use camwatch::camera::{CameraHandle, CaptureSettings, MAX_READ_RETRIES, RETRY_BACKOFF};
use camwatch::error::Error;
use camwatch::sync::Teardown;
use camwatch_core::source::CameraSource;
use camwatch_simulation::{ReadFailures, Scene, SimDevice, SimDriver};
use std::sync::Arc;
use std::time::Duration;
use tokio::time::{timeout, Instant};

fn settings() -> Arc<CaptureSettings> {
    Arc::new(CaptureSettings {
        overlay: None,
        ..CaptureSettings::default()
    })
}

fn handle_for(index: u32, root: &Teardown) -> Arc<CameraHandle> {
    Arc::new(CameraHandle::new(CameraSource::Device(index), settings(), root))
}

#[tokio::test(start_paused = true)]
async fn capture_yields_jpeg_frames() {
    let driver = SimDriver::new().with_device(SimDevice::local(0));
    let root = Teardown::new();
    let handle = handle_for(0, &root);

    let info = handle.start(&driver).await.unwrap();
    assert_eq!((info.width, info.height), (320, 240));
    assert_eq!(handle.info(), Some(&info));

    let jpeg = handle.capture(&Teardown::new()).await.unwrap().expect("a frame");
    assert_eq!(&jpeg[..2], &[0xFF, 0xD8]);

    handle.close().await;
    assert_eq!(driver.stats().opens(), 1);
    assert_eq!(driver.stats().releases(), 1);
}

#[tokio::test(start_paused = true)]
async fn second_start_is_rejected() {
    let driver = SimDriver::new().with_device(SimDevice::local(0));
    let root = Teardown::new();
    let handle = handle_for(0, &root);

    handle.start(&driver).await.unwrap();
    assert!(matches!(handle.start(&driver).await, Err(Error::Conflict { .. })));
    handle.close().await;
    assert!(matches!(handle.start(&driver).await, Err(Error::Conflict { .. })));
    assert_eq!(driver.stats().opens(), 1);
}

#[tokio::test(start_paused = true)]
async fn failed_open_leaves_handle_reusable() {
    let driver = SimDriver::new().with_device(SimDevice::local(0).fail_open());
    let root = Teardown::new();
    let handle = handle_for(0, &root);

    assert!(handle.start(&driver).await.is_err());
    assert!(!handle.is_started());

    driver.plug(SimDevice::local(0));
    handle.start(&driver).await.unwrap();
    handle.close().await;
    assert_eq!(driver.stats().releases(), 1);
}

#[tokio::test(start_paused = true)]
async fn concurrent_close_releases_once() {
    let driver = SimDriver::new().with_device(SimDevice::local(0));
    let root = Teardown::new();
    let handle = handle_for(0, &root);
    handle.start(&driver).await.unwrap();

    let (a, b) = (handle.clone(), handle.clone());
    let first = tokio::spawn(async move { a.close().await });
    let second = tokio::spawn(async move { b.close().await });
    handle.close().await;
    first.await.unwrap();
    second.await.unwrap();

    assert!(handle.is_closed());
    assert_eq!(driver.stats().releases(), 1);
}

#[tokio::test(start_paused = true)]
async fn gives_up_after_bounded_retries() {
    let driver = SimDriver::new().with_device(SimDevice::local(0).fail_reads(ReadFailures::Always));
    let root = Teardown::new();
    let handle = handle_for(0, &root);

    let started = Instant::now();
    handle.start(&driver).await.unwrap();
    timeout(Duration::from_secs(60), handle.closed())
        .await
        .expect("capture must give up on its own");

    assert_eq!(driver.stats().failed_reads(), u64::from(MAX_READ_RETRIES));
    assert!(started.elapsed() >= RETRY_BACKOFF * (MAX_READ_RETRIES - 1));

    handle.close().await;
    assert_eq!(driver.stats().releases(), 1);
    assert!(!root.is_fired());
}

#[tokio::test(start_paused = true)]
async fn capture_ends_cleanly_after_teardown() {
    let driver = SimDriver::new().with_device(SimDevice::local(0));
    let root = Teardown::new();
    let handle = handle_for(0, &root);
    handle.start(&driver).await.unwrap();

    let cancel = Teardown::new();
    cancel.fire();
    assert!(handle.capture(&cancel).await.unwrap().is_none());

    handle.close().await;
    assert!(handle.capture(&Teardown::new()).await.unwrap().is_none());
}

#[tokio::test(start_paused = true)]
async fn parent_shutdown_stops_capture() {
    let driver = SimDriver::new().with_device(SimDevice::local(0));
    let root = Teardown::new();
    let handle = handle_for(0, &root);
    handle.start(&driver).await.unwrap();

    root.fire();
    timeout(Duration::from_secs(5), handle.closed()).await.unwrap();
    handle.close().await;
    assert_eq!(driver.stats().releases(), 1);
}

#[tokio::test(start_paused = true)]
async fn slow_consumer_only_sees_latest_frame() {
    let driver = SimDriver::new().with_device(SimDevice::local(0).fps(30));
    let root = Teardown::new();
    let handle = handle_for(0, &root);
    handle.start(&driver).await.unwrap();

    let cancel = Teardown::new();
    let mut frames = handle.subscribe();
    let first = frames.next(&cancel).await.unwrap();

    tokio::time::sleep(Duration::from_millis(500)).await;
    let next = frames.next(&cancel).await.unwrap();
    assert!(
        next.sequence > first.sequence + 1,
        "expected to skip stale frames: {} -> {}",
        first.sequence,
        next.sequence
    );

    handle.close().await;
}

#[tokio::test(start_paused = true)]
async fn recording_requires_running_camera() {
    let dir = tempfile::tempdir().unwrap();
    let root = Teardown::new();
    let handle = handle_for(0, &root);

    let result = handle
        .record_video(dir.path().join("idle.mjpeg"), false, &Teardown::new())
        .await;
    assert!(matches!(result, Err(Error::NotRunning(_))));
}

async fn record_for(scene: Scene, motion_only: bool, path: std::path::PathBuf) -> (u64, u64) {
    let driver = SimDriver::new().with_device(SimDevice::local(0).scene(scene));
    let root = Teardown::new();
    let handle = handle_for(0, &root);
    handle.start(&driver).await.unwrap();

    let cancel = Teardown::new();
    let recording = {
        let handle = handle.clone();
        let cancel = cancel.clone();
        tokio::spawn(async move { handle.record_video(path, motion_only, &cancel).await })
    };

    tokio::time::sleep(Duration::from_secs(2)).await;
    cancel.fire();
    let summary = recording.await.unwrap().unwrap();
    handle.close().await;
    (summary.frames_seen, summary.frames_written)
}

#[tokio::test(start_paused = true)]
async fn motion_filter_skips_still_scene() {
    let dir = tempfile::tempdir().unwrap();
    let path = dir.path().join("still.mjpeg");

    let (seen, written) = record_for(Scene::Static, true, path.clone()).await;
    assert!(seen > 0);
    assert_eq!(written, 0);
    assert_eq!(std::fs::metadata(&path).unwrap().len(), 0);
}

#[tokio::test(start_paused = true)]
async fn motion_filter_keeps_moving_scene() {
    let dir = tempfile::tempdir().unwrap();
    let path = dir.path().join("moving.mjpeg");

    let scene = Scene::MovingBlock { size: 64, step: 8 };
    let (seen, written) = record_for(scene, true, path.clone()).await;
    assert!(written > 0);
    assert!(written <= seen);

    let bytes = std::fs::read(&path).unwrap();
    assert_eq!(&bytes[..2], &[0xFF, 0xD8]);
}

#[tokio::test(start_paused = true)]
async fn unfiltered_recording_writes_every_frame() {
    let dir = tempfile::tempdir().unwrap();
    let (seen, written) = record_for(Scene::Static, false, dir.path().join("all.mjpeg")).await;
    assert!(seen > 0);
    assert_eq!(seen, written);
}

····················

▶ Directions:
Working from the material above, reproduce it in full and unchanged.

▶ Exercise solution:
use camwatch::camera::{CameraHandle, CaptureSettings, MAX_READ_RETRIES, RETRY_BACKOFF};
use camwatch::error::Error;
use camwatch::sync::Teardown;
use camwatch_core::source::CameraSource;
use camwatch_simulation::{ReadFailures, Scene, SimDevice, SimDriver};
use std::sync::Arc;
use std::time::Duration;
use tokio::time::{timeout, Instant};

fn settings() -> Arc<CaptureSettings> {
    Arc::new(CaptureSettings {
        overlay: None,
        ..CaptureSettings::default()
    })
}

fn handle_for(index: u32, root: &Teardown) -> Arc<CameraHandle> {
    Arc::new(CameraHandle::new(CameraSource::Device(index), settings(), root))
}

#[tokio::test(start_paused = true)]
async fn capture_yields_jpeg_frames() {
    let driver = SimDriver::new().with_device(SimDevice::local(0));
    let root = Teardown::new();
    let handle = handle_for(0, &root);

    let info = handle.start(&driver).await.unwrap();
    assert_eq!((info.width, info.height), (320, 240));
    assert_eq!(handle.info(), Some(&info));

    let jpeg = handle.capture(&Teardown::new()).await.unwrap().expect("a frame");
    assert_eq!(&jpeg[..2], &[0xFF, 0xD8]);

    handle.close().await;
    assert_eq!(driver.stats().opens(), 1);
    assert_eq!(driver.stats().releases(), 1);
}

#[tokio::test(start_paused = true)]
async fn second_start_is_rejected() {
    let driver = SimDriver::new().with_device(SimDevice::local(0));
    let root = Teardown::new();
    let handle = handle_for(0, &root);

    handle.start(&driver).await.unwrap();
    assert!(matches!(handle.start(&driver).await, Err(Error::Conflict { .. })));
    handle.close().await;
    assert!(matches!(handle.start(&driver).await, Err(Error::Conflict { .. })));
    assert_eq!(driver.stats().opens(), 1);
}

#[tokio::test(start_paused = true)]
async fn failed_open_leaves_handle_reusable() {
    let driver = SimDriver::new().with_device(SimDevice::local(0).fail_open());
    let root = Teardown::new();
    let handle = handle_for(0, &root);

    assert!(handle.start(&driver).await.is_err());
    assert!(!handle.is_started());

    driver.plug(SimDevice::local(0));
    handle.start(&driver).await.unwrap();
    handle.close().await;
    assert_eq!(driver.stats().releases(), 1);
}

#[tokio::test(start_paused = true)]
async fn concurrent_close_releases_once() {
    let driver = SimDriver::new().with_device(SimDevice::local(0));
    let root = Teardown::new();
    let handle = handle_for(0, &root);
    handle.start(&driver).await.unwrap();

    let (a, b) = (handle.clone(), handle.clone());
    let first = tokio::spawn(async move { a.close().await });
    let second = tokio::spawn(async move { b.close().await });
    handle.close().await;
    first.await.unwrap();
    second.await.unwrap();

    assert!(handle.is_closed());
    assert_eq!(driver.stats().releases(), 1);
}

#[tokio::test(start_paused = true)]
async fn gives_up_after_bounded_retries() {
    let driver = SimDriver::new().with_device(SimDevice::local(0).fail_reads(ReadFailures::Always));
    let root = Teardown::new();
    let handle = handle_for(0, &root);

    let started = Instant::now();
    handle.start(&driver).await.unwrap();
    timeout(Duration::from_secs(60), handle.closed())
        .await
        .expect("capture must give up on its own");

    assert_eq!(driver.stats().failed_reads(), u64::from(MAX_READ_RETRIES));
    assert!(started.elapsed() >= RETRY_BACKOFF * (MAX_READ_RETRIES - 1));

    handle.close().await;
    assert_eq!(driver.stats().releases(), 1);
    assert!(!root.is_fired());
}

#[tokio::test(start_paused = true)]
async fn capture_ends_cleanly_after_teardown() {
    let driver = SimDriver::new().with_device(SimDevice::local(0));
    let root = Teardown::new();
    let handle = handle_for(0, &root);
    handle.start(&driver).await.unwrap();

    let cancel = Teardown::new();
    cancel.fire();
    assert!(handle.capture(&cancel).await.unwrap().is_none());

    handle.close().await;
    assert!(handle.capture(&Teardown::new()).await.unwrap().is_none());
}

#[tokio::test(start_paused = true)]
async fn parent_shutdown_stops_capture() {
    let driver = SimDriver::new().with_device(SimDevice::local(0));
    let root = Teardown::new();
    let handle = handle_for(0, &root);
    handle.start(&driver).await.unwrap();

    root.fire();
    timeout(Duration::from_secs(5), handle.closed()).await.unwrap();
    handle.close().await;
    assert_eq!(driver.stats().releases(), 1);
}

#[tokio::test(start_paused = true)]
async fn slow_consumer_only_sees_latest_frame() {
    let driver = SimDriver::new().with_device(SimDevice::local(0).fps(30));
    let root = Teardown::new();
    let handle = handle_for(0, &root);
    handle.start(&driver).await.unwrap();

    let cancel = Teardown::new();
    let mut frames = handle.subscribe();
    let first = frames.next(&cancel).await.unwrap();

    tokio::time::sleep(Duration::from_millis(500)).await;
    let next = frames.next(&cancel).await.unwrap();
    assert!(
        next.sequence > first.sequence + 1,
        "expected to skip stale frames: {} -> {}",
        first.sequence,
        next.sequence
    );

    handle.close().await;
}

#[tokio::test(start_paused = true)]
async fn recording_requires_running_camera() {
    let dir = tempfile::tempdir().unwrap();
    let root = Teardown::new();
    let handle = handle_for(0, &root);

    let result = handle
        .record_video(dir.path().join("idle.mjpeg"), false, &Teardown::new())
        .await;
    assert!(matches!(result, Err(Error::NotRunning(_))));
}

async fn record_for(scene: Scene, motion_only: bool, path: std::path::PathBuf) -> (u64, u64) {
    let driver = SimDriver::new().with_device(SimDevice::local(0).scene(scene));
    let root = Teardown::new();
    let handle = handle_for(0, &root);
    handle.start(&driver).await.unwrap();

    let cancel = Teardown::new();
    let recording = {
        let handle = handle.clone();
        let cancel = cancel.clone();
        tokio::spawn(async move { handle.record_video(path, motion_only, &cancel).await })
    };

    tokio::time::sleep(Duration::from_secs(2)).await;
    cancel.fire();
    let summary = recording.await.unwrap().unwrap();
    handle.close().await;
    (summary.frames_seen, summary.frames_written)
}

#[tokio::test(start_paused = true)]
async fn motion_filter_skips_still_scene() {
    let dir = tempfile::tempdir().unwrap();
    let path = dir.path().join("still.mjpeg");

    let (seen, written) = record_for(Scene::Static, true, path.clone()).await;
    assert!(seen > 0);
    assert_eq!(written, 0);
    assert_eq!(std::fs::metadata(&path).unwrap().len(), 0);
}

#[tokio::test(start_paused = true)]
async fn motion_filter_keeps_moving_scene() {
    let dir = tempfile::tempdir().unwrap();
    let path = dir.path().join("moving.mjpeg");

    let scene = Scene::MovingBlock { size: 64, step: 8 };
    let (seen, written) = record_for(scene, true, path.clone()).await;
    assert!(written > 0);
    assert!(written <= seen);

    let bytes = std::fs::read(&path).unwrap();
    assert_eq!(&bytes[..2], &[0xFF, 0xD8]);
}

#[tokio::test(start_paused = true)]
async fn unfiltered_recording_writes_every_frame() {
    let dir = tempfile::tempdir().unwrap();
    let (seen, written) = record_for(Scene::Static, false, dir.path().join("all.mjpeg")).await;
    assert!(seen > 0);
    assert_eq!(seen, written);
}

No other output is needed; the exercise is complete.